TASK MATERIAL START

use chrono::{DateTime, Utc};
use serde::{Deserialize, Serialize};
use thiserror::Error;
use uuid::Uuid;

use crate::config::GameConfig;
use crate::engine::{BagError, Scorer, TileBag, WordValidator, RACK_SIZE};
use crate::oracle::WordOracle;

pub const PLAYER_COUNT: usize = 2;

#[derive(Debug, Error)]
pub enum GameError {
    #[error(transparent)]
    Bag(#[from] BagError),
    /// The rack could not supply a letter the validator already vouched
    /// for. This is an engine/caller desync, not a playable rejection.
    #[error("rack desync: letter '{letter}' of word '{word}' missing from rack")]
    RackDesync { word: String, letter: char },
}

/// Per-player state: held tiles and cumulative score
#[derive(Debug, Clone, Serialize, Deserialize)]
pub struct PlayerState {
    pub rack: Vec<char>,
    pub score: i32,
}

/// What a single turn produced
#[derive(Debug, Clone, Serialize, Deserialize)]
#[serde(tag = "type", rename_all = "snake_case")]
pub enum TurnOutcome {
    WordScored { word: String, score: i32 },
    WordRejected { reason: String },
    TurnSkipped,
}

#[derive(Debug, Clone, Copy, PartialEq, Eq, Serialize, Deserialize)]
pub enum Winner {
    #[serde(rename = "Player 1")]
    Player1,
    #[serde(rename = "Player 2")]
    Player2,
    #[serde(rename = "Tie")]
    Tie,
}

impl Winner {
    pub fn label(&self) -> &'static str {
        match self {
            Winner::Player1 => "Player 1",
            Winner::Player2 => "Player 2",
            Winner::Tie => "Tie",
        }
    }
}

/// Structured end-of-game summary
#[derive(Debug, Clone, Serialize, Deserialize)]
pub struct GameSummary {
    pub session_id: Uuid,
    pub player1_score: i32,
    pub player2_score: i32,
    pub winner: Winner,
    pub turns_played: u32,
    pub started_at: DateTime<Utc>,
    pub finished_at: DateTime<Utc>,
}

/// One two-player game: the tile bag, the word validator with its
/// per-session cache, both players, and the turn sequence.
pub struct GameSession<O: WordOracle> {
    pub session_id: Uuid,
    bag: TileBag,
    validator: WordValidator<O>,
    players: [PlayerState; PLAYER_COUNT],
    current: usize,
    turn: u32,
    config: GameConfig,
    started_at: DateTime<Utc>,
}

impl<O: WordOracle> GameSession<O> {
    /// Start a game: seed the bag and deal both players a full rack
    pub fn new(oracle: O, config: GameConfig) -> Result<Self, GameError> {
        let mut bag = TileBag::standard();
        let players = [
            PlayerState {
                rack: bag.draw(RACK_SIZE)?,
                score: 0,
            },
            PlayerState {
                rack: bag.draw(RACK_SIZE)?,
                score: 0,
            },
        ];

        Ok(Self {
            session_id: Uuid::new_v4(),
            bag,
            validator: WordValidator::new(oracle),
            players,
            current: 0,
            turn: 0,
            config,
            started_at: Utc::now(),
        })
    }

    pub fn current_player(&self) -> usize {
        self.current
    }

    pub fn player(&self, index: usize) -> &PlayerState {
        &self.players[index]
    }

    pub fn turn(&self) -> u32 {
        self.turn
    }

    pub fn max_turns(&self) -> Option<u32> {
        self.config.max_turns
    }

    pub fn tiles_remaining(&self) -> usize {
        self.bag.remaining()
    }

    /// Play a word for the current player.
    ///
    /// On a valid word: score it, deduct the consumed tiles, replenish the
    /// rack. Rejections leave score and rack untouched. The turn advances
    /// either way.
    pub async fn submit_word(&mut self, raw: &str) -> Result<TurnOutcome, GameError> {
        let word = raw.trim().to_uppercase();
        let player = &self.players[self.current];

        let verdict = self.validator.validate(&word, &player.rack).await;
        if !verdict.is_valid() {
            tracing::info!(
                player = self.current + 1,
                word = %word,
                reason = verdict.reason(),
                "word rejected"
            );
            self.advance_turn();
            return Ok(TurnOutcome::WordRejected {
                reason: verdict.reason().to_string(),
            });
        }

        let score = Scorer::calculate_score(&word);
        let player = &mut self.players[self.current];
        player.score += score;
        remove_letters(&mut player.rack, &word)?;
        self.bag.replenish(&mut player.rack);

        tracing::info!(
            player = self.current + 1,
            word = %word,
            score,
            total = player.score,
            "word accepted"
        );

        self.advance_turn();
        Ok(TurnOutcome::WordScored { word, score })
    }

    /// Skip the current player's turn.
    ///
    /// With `skip_returns_rack` the rack goes back into the bag and a fresh
    /// one is drawn (clamped to supply); otherwise the turn simply passes.
    pub fn skip_turn(&mut self) -> Result<TurnOutcome, GameError> {
        if self.config.skip_returns_rack {
            let player = &mut self.players[self.current];
            let old_rack = std::mem::take(&mut player.rack);
            self.bag.return_tiles(&old_rack);
            let fresh = RACK_SIZE.min(self.bag.remaining());
            self.players[self.current].rack = self.bag.draw(fresh)?;
        }

        tracing::info!(player = self.current + 1, "turn skipped");
        self.advance_turn();
        Ok(TurnOutcome::TurnSkipped)
    }

    fn advance_turn(&mut self) {
        self.turn += 1;
        self.current = 1 - self.current;
    }

    /// Game over when the turn cap is hit (if configured) or when the bag
    /// and either player's rack are simultaneously empty.
    pub fn is_over(&self) -> bool {
        if let Some(max) = self.config.max_turns {
            if self.turn >= max {
                return true;
            }
        }
        self.bag.remaining() == 0 && self.players.iter().any(|p| p.rack.is_empty())
    }

    pub fn summary(&self) -> GameSummary {
        let p1 = self.players[0].score;
        let p2 = self.players[1].score;
        let winner = if p1 > p2 {
            Winner::Player1
        } else if p2 > p1 {
            Winner::Player2
        } else {
            Winner::Tie
        };

        GameSummary {
            session_id: self.session_id,
            player1_score: p1,
            player2_score: p2,
            winner,
            turns_played: self.turn,
            started_at: self.started_at,
            finished_at: Utc::now(),
        }
    }
}

/// Deduct a played word's letters from the rack.
///
/// The validator has already vouched for formability, so a missing letter
/// means the rack changed underneath us; surfaced as a fatal `RackDesync`.
fn remove_letters(rack: &mut Vec<char>, word: &str) -> Result<(), GameError> {
    for letter in word.chars() {
        let pos = rack
            .iter()
            .position(|&tile| tile == letter)
            .ok_or_else(|| GameError::RackDesync {
                word: word.to_string(),
                letter,
            })?;
        rack.remove(pos);
    }
    Ok(())
}
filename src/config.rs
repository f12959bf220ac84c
use anyhow::{Context, Result};
use serde::Deserialize;
use std::env;

#[derive(Debug, Clone, Deserialize)]
pub struct Config {
    pub game: GameConfig,
    pub oracle: OracleConfig,
}

/// Game-rule options. The recognized variants of the game differ only in
/// these two knobs, so they live in configuration rather than in code.
#[derive(Debug, Clone, Deserialize)]
pub struct GameConfig {
    /// Total turn cap across both players; `None` plays until the tiles
    /// run out.
    pub max_turns: Option<u32>,
    /// Whether skipping returns the rack to the bag and redraws a full one,
    /// or simply passes the turn.
    pub skip_returns_rack: bool,
}

#[derive(Debug, Clone, Deserialize)]
pub struct OracleConfig {
    pub base_url: String,
    pub cooldown_ms: u64,
    pub timeout_secs: u64,
}

impl Config {
    pub fn from_env() -> Result<Self> {
        dotenvy::dotenv().ok();

        let max_turns: u32 = env::var("MAX_TURNS")
            .unwrap_or_else(|_| "10".to_string())
            .parse()
            .context("MAX_TURNS must be a number (0 disables the cap)")?;

        let game = GameConfig {
            max_turns: (max_turns > 0).then_some(max_turns),
            skip_returns_rack: env::var("SKIP_RETURNS_RACK")
                .unwrap_or_else(|_| "true".to_string())
                .parse()
                .context("SKIP_RETURNS_RACK must be true or false")?,
        };

        let oracle = OracleConfig {
            base_url: env::var("ORACLE_BASE_URL")
                .unwrap_or_else(|_| "https://api.dictionaryapi.dev/api/v2/entries/en".to_string()),
            cooldown_ms: env::var("ORACLE_COOLDOWN_MS")
                .unwrap_or_else(|_| "500".to_string())
                .parse()
                .context("ORACLE_COOLDOWN_MS must be a number")?,
            timeout_secs: env::var("ORACLE_TIMEOUT_SECS")
                .unwrap_or_else(|_| "30".to_string())
                .parse()
                .context("ORACLE_TIMEOUT_SECS must be a number")?,
        };

        Ok(Config { game, oracle })
    }
}

impl Default for GameConfig {
    fn default() -> Self {
        Self {
            max_turns: Some(10),
            skip_returns_rack: true,
        }
    }
}
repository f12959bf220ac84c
pub mod letters;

TASK MATERIAL END

- YOUR ASSIGNMENT -
Every line in the records above that contains the word "already" is to be copied out.

- EXERCISE ANSWER -
    /// The rack could not supply a letter the validator already vouched
/// The validator has already vouched for formability, so a missing letter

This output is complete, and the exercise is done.